EDUCATION MATTERS: Parent fees for public education come under scrutiny

By Marsha Sutton

Contributor

One woman with a simple mission has made life very complicated for administrators in the San Diego Unified School District. And what she's stirred up has far-reaching ramifications for all other San Diego County school districts.

A hero to some and a villain to others, Sally Arguilez Smith has challenged San Diego Unified to follow the law and to cease charging parents for curricular and extracurricular materials and activities, including supplies for required courses.

In an interview on the subject, Dan McAllister, San Diego County Treasurer-Tax Collector, said the issue deserves close attention by the other 41 school districts in the county.

"Other districts must in fact take note of the actions by the largest school district in the county of San Diego, San Diego Unified," he said.

McAllister chairs the audit and finance committee for SD Unified, which is a public committee formed about six years ago to facilitate good governance, openness and outside scrutiny of the district's financial patterns.

"Things have gotten more difficult each year — more deficits and inabilities by schools to pay for basic materials," McAllister said. "So that responsibility has more and more fallen on the shoulders of parents who are already, in many cases, struggling to make ends meet."

But the state constitution guarantees a free public education, said McAllister, who applauded Smith's efforts.

Smith has uncovered literally hundreds of violations in schools throughout San Diego Unified and has pursued this issue relentlessly. At her insistence, SDUSD now provides guidelines, posted online two weeks ago, to all principals, teachers and staff members — and to families — about parent fees and what is and is not allowable.

It turns out that, with few exceptions, nothing is permitted, including all those basic school supplies that teachers typically ask parents to provide for their kids at the start of each school year, including paper, notebooks, dividers, binders, markers, colored pencils, crayons, journals, books, scissors, rulers ... everything.

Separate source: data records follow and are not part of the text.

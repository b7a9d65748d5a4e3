use chrono::{DateTime, Utc};
use console::style;
use serde::Serialize;

use crate::core::graph::ActivityStatus;
use crate::core::progress::CompletionState;
use crate::error::{ErrorCode, Result, SkillMapError, StructuredError};

#[derive(Serialize)]
pub struct RobotResponse<T> {
    pub status: RobotStatus,
    pub timestamp: DateTime<Utc>,
    pub version: String,
    pub data: T,
    #[serde(skip_serializing_if = "Vec::is_empty")]
    pub warnings: Vec<String>,
}

#[derive(Serialize)]
#[serde(rename_all = "snake_case")]
pub enum RobotStatus {
    Ok,
    #[serde(rename = "error")]
    StructuredError {
        /// Error code enum value (e.g., "MAP_NOT_FOUND")
        code: ErrorCode,
        numeric_code: u16,
        message: String,
        suggestion: String,
        #[serde(skip_serializing_if = "Option::is_none")]
        context: Option<serde_json::Value>,
        recoverable: bool,
        category: String,
    },
}

pub fn robot_ok<T: Serialize>(data: T) -> RobotResponse<T> {
    RobotResponse {
        status: RobotStatus::Ok,
        timestamp: Utc::now(),
        version: crate::VERSION.to_string(),
        data,
        warnings: Vec::new(),
    }
}

/// Create a robot error response with code, suggestion and context.
pub fn robot_error_structured(err: &SkillMapError) -> RobotResponse<serde_json::Value> {
    RobotResponse {
        status: err.to_structured().into(),
        timestamp: Utc::now(),
        version: crate::VERSION.to_string(),
        data: serde_json::Value::Null,
        warnings: Vec::new(),
    }
}

impl From<StructuredError> for RobotStatus {
    fn from(err: StructuredError) -> Self {
        Self::StructuredError {
            code: err.code,
            numeric_code: err.numeric_code,
            message: err.message,
            suggestion: err.suggestion,
            context: err.context,
            recoverable: err.recoverable,
            category: err.category,
        }
    }
}

pub fn emit_json<T: Serialize>(value: &T) -> Result<()> {
    let payload = serde_json::to_string_pretty(value)
        .map_err(|err| SkillMapError::Serialization(format!("serialize output: {err}")))?;
    println!("{payload}");
    Ok(())
}

pub struct HumanLayout {
    lines: Vec<String>,
    key_width: usize,
}

impl Default for HumanLayout {
    fn default() -> Self {
        Self::new()
    }
}

impl HumanLayout {
    #[must_use]
    pub const fn new() -> Self {
        Self {
            lines: Vec::new(),
            key_width: 18,
        }
    }

    pub fn title(&mut self, text: &str) -> &mut Self {
        self.lines.push(style(text).bold().to_string());
        self.lines.push(String::new());
        self
    }

    pub fn section(&mut self, text: &str) -> &mut Self {
        self.lines.push(style(text).bold().to_string());
        self.lines.push("-".repeat(text.len().max(3)));
        self
    }

    pub fn kv(&mut self, key: &str, value: &str) -> &mut Self {
        let key_style = style(key).dim().to_string();
        self.lines.push(format!(
            "{key_style:width$} {value}",
            width = self.key_width
        ));
        self
    }

    pub fn bullet(&mut self, text: &str) -> &mut Self {
        self.lines.push(format!("- {text}"));
        self
    }

    pub fn blank(&mut self) -> &mut Self {
        self.lines.push(String::new());
        self
    }

    #[must_use]
    pub fn build(self) -> String {
        self.lines.join("\n")
    }
}

pub fn emit_human(layout: HumanLayout) {
    println!("{}", layout.build());
}

/// Colored label for a map's completion state.
pub fn completion_label(state: CompletionState) -> String {
    let text = state.to_string();
    match state {
        CompletionState::Completed => style(text).green().bold().to_string(),
        CompletionState::Transitioning => style(text).yellow().to_string(),
        CompletionState::Incomplete => style(text).dim().to_string(),
    }
}

/// Colored label for one node's status.
pub fn status_label(status: ActivityStatus) -> String {
    let text = match status {
        ActivityStatus::Locked => "locked",
        ActivityStatus::NotStarted => "not started",
        ActivityStatus::InProgress => "in progress",
        ActivityStatus::Completed => "completed",
        ActivityStatus::Restarted => "restarted",
    };
    match status {
        ActivityStatus::Completed => style(text).green().to_string(),
        ActivityStatus::InProgress | ActivityStatus::Restarted => style(text).cyan().to_string(),
        ActivityStatus::NotStarted => text.to_string(),
        ActivityStatus::Locked => style(text).dim().to_string(),
    }
}
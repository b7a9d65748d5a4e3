//! Top-level session state and the progress reducer.
//!
//! [`SkillMapState`] is the whole store. It is only ever replaced, never
//! mutated in place, by [`reduce`]; [`Store`] threads it through a single
//! dispatch point.

pub mod action;
pub mod reducer;
pub mod store;

use std::collections::HashMap;

use serde::{Deserialize, Serialize};

use crate::core::map::SkillMap;
use crate::core::progress::UserState;

pub use action::Action;
pub use reducer::{reduce, should_allow_code_carryover};
pub use store::{Clock, FixedClock, Store, SystemClock};

pub const DEFAULT_TITLE: &str = "Game Maker Guide";
pub const DEFAULT_DESCRIPTION: &str =
    "Level up your game making skills by completing the tutorials in this guide.";
pub const DEFAULT_SOURCE_URL: &str = "default";

#[derive(Debug, Clone, Copy, PartialEq, Eq, Hash, Serialize, Deserialize)]
#[serde(rename_all = "kebab-case")]
pub enum ModalType {
    RestartWarning,
    Completion,
    ReportAbuse,
    Reset,
    Carryover,
    Share,
    Login,
    DeleteAccount,
}

#[derive(Debug, Clone, Copy, Default, PartialEq, Eq, Hash, Serialize, Deserialize)]
#[serde(rename_all = "lowercase")]
pub enum PageSourceStatus {
    Approved,
    Banned,
    #[default]
    Unknown,
}

/// Lifecycle of the open activity.
#[derive(Debug, Clone, Copy, PartialEq, Eq, Hash, Serialize, Deserialize)]
#[serde(rename_all = "lowercase")]
pub enum EditorStage {
    Active,
    /// The host editor is persisting the open project.
    Saving,
}

/// The activity currently open in the editor. Not persisted.
#[derive(Debug, Clone, PartialEq, Eq, Serialize, Deserialize)]
#[serde(rename_all = "camelCase")]
pub struct EditorViewState {
    pub current_map_id: String,
    pub current_activity_id: String,
    /// `None` means start from a fresh project.
    pub current_header_id: Option<String>,
    pub allow_code_carryover: bool,
    pub previous_header_id: Option<String>,
    pub state: EditorStage,
}

#[derive(Debug, Clone, PartialEq, Eq, Serialize, Deserialize)]
#[serde(rename_all = "camelCase")]
pub struct ModalState {
    #[serde(rename = "type")]
    pub kind: ModalType,
    pub current_map_id: Option<String>,
    pub current_activity_id: Option<String>,
}

#[derive(Debug, Clone, PartialEq, Eq, Serialize, Deserialize)]
#[serde(rename_all = "camelCase")]
pub struct SelectedItem {
    pub map_id: String,
    pub activity_id: String,
}

#[derive(Debug, Clone, PartialEq, Eq, Serialize, Deserialize)]
#[serde(rename_all = "camelCase")]
pub struct ShareState {
    pub header_id: Option<String>,
    pub url: Option<String>,
}

/// Opaque profile handed over by the sign-in collaborator.
#[derive(Debug, Clone, Default, PartialEq, Serialize, Deserialize)]
pub struct UserProfile {
    #[serde(default)]
    pub id: Option<String>,
    #[serde(flatten)]
    pub extra: serde_json::Map<String, serde_json::Value>,
}

#[derive(Debug, Clone, Default, PartialEq, Serialize, Deserialize)]
#[serde(rename_all = "camelCase")]
pub struct AuthState {
    pub signed_in: bool,
    pub profile: Option<UserProfile>,
    pub preferences: Option<serde_json::Value>,
}

#[derive(Debug, Clone, PartialEq, Serialize, Deserialize)]
#[serde(rename_all = "camelCase")]
pub struct SkillGraphTheme {
    pub background_color: String,
    pub path_color: String,
    pub stroke_color: String,
    pub reward_node_color: String,
    pub reward_node_foreground: String,
    pub unlocked_node_color: String,
    pub unlocked_node_foreground: String,
    pub locked_node_color: String,
    pub locked_node_foreground: String,
    pub completed_node_color: String,
    pub completed_node_foreground: String,
    pub selected_stroke_color: String,
    pub path_opacity: f32,
}

impl Default for SkillGraphTheme {
    fn default() -> Self {
        Self {
            background_color: "var(--body-background-color)".to_string(),
            path_color: "#BFBFBF".to_string(),
            stroke_color: "#000000".to_string(),
            reward_node_color: "var(--primary-color)".to_string(),
            reward_node_foreground: "#000000".to_string(),
            unlocked_node_color: "var(--secondary-color)".to_string(),
            unlocked_node_foreground: "#000000".to_string(),
            locked_node_color: "#BFBFBF".to_string(),
            locked_node_foreground: "#000000".to_string(),
            completed_node_color: "var(--secondary-color)".to_string(),
            completed_node_foreground: "#000000".to_string(),
            selected_stroke_color: "var(--hover-color)".to_string(),
            path_opacity: 0.5,
        }
    }
}

/// State for the whole page session.
#[derive(Debug, Clone, PartialEq, Serialize, Deserialize)]
#[serde(rename_all = "camelCase")]
pub struct SkillMapState {
    pub title: String,
    pub description: String,
    pub info_url: Option<String>,
    pub background_image_url: Option<String>,
    pub banner_image_url: Option<String>,
    pub user: UserState,
    pub page_source_url: String,
    pub page_source_status: PageSourceStatus,
    pub alternate_source_urls: Option<Vec<String>>,
    pub maps: HashMap<String, SkillMap>,
    pub selected_item: Option<SelectedItem>,
    pub share_state: Option<ShareState>,
    /// `None` means the map overview is shown.
    pub editor_view: Option<EditorViewState>,
    pub modal: Option<ModalState>,
    pub show_profile: bool,
    pub theme: SkillGraphTheme,
    pub auth: AuthState,
}

impl Default for SkillMapState {
    fn default() -> Self {
        Self::with_user(UserState::generate())
    }
}

impl SkillMapState {
    pub fn with_user(user: UserState) -> Self {
        Self {
            title: DEFAULT_TITLE.to_string(),
            description: DEFAULT_DESCRIPTION.to_string(),
            info_url: None,
            background_image_url: None,
            banner_image_url: None,
            user,
            page_source_url: DEFAULT_SOURCE_URL.to_string(),
            page_source_status: PageSourceStatus::Unknown,
            alternate_source_urls: None,
            maps: HashMap::new(),
            selected_item: None,
            share_state: None,
            editor_view: None,
            modal: None,
            show_profile: false,
            theme: SkillGraphTheme::default(),
            auth: AuthState::default(),
        }
    }

    pub fn map(&self, map_id: &str) -> Option<&SkillMap> {
        self.maps.get(map_id)
    }

    /// Loaded maps sorted by id.
    pub fn sorted_maps(&self) -> Vec<&SkillMap> {
        let mut maps: Vec<_> = self.maps.values().collect();
        maps.sort_by(|a, b| a.map_id.cmp(&b.map_id));
        maps
    }
}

Special clothes for physical education cannot be required unless the school provides free P.E. uniforms to all students equally.

Graphing calculators for geometry? If those are required to complete assignments, the school must supply them.

How about the stand-up poster boards that science classes entering projects in science fairs require students to have? Yep, those too. It's not permissible for teachers to require students to purchase those boards if participation is assigned.

Projects for art, history, social studies and any other classes that require materials to complete an assignment must be provided by the school.

If any student chooses to buy his or her own material, that is allowable. However, a student who cannot afford to design and decorate a poster board that looks like it was created by a professional artist cannot be penalized with a lower grade for not buying special supplies.

Other classes where costs run high are more problematic. Art, woodworking, digital photography, guitar, instrumental music of any kind, theater, dance or any other elective that requires materials, instruments, equipment or supplies must have all costs associated with the elective covered by the school district.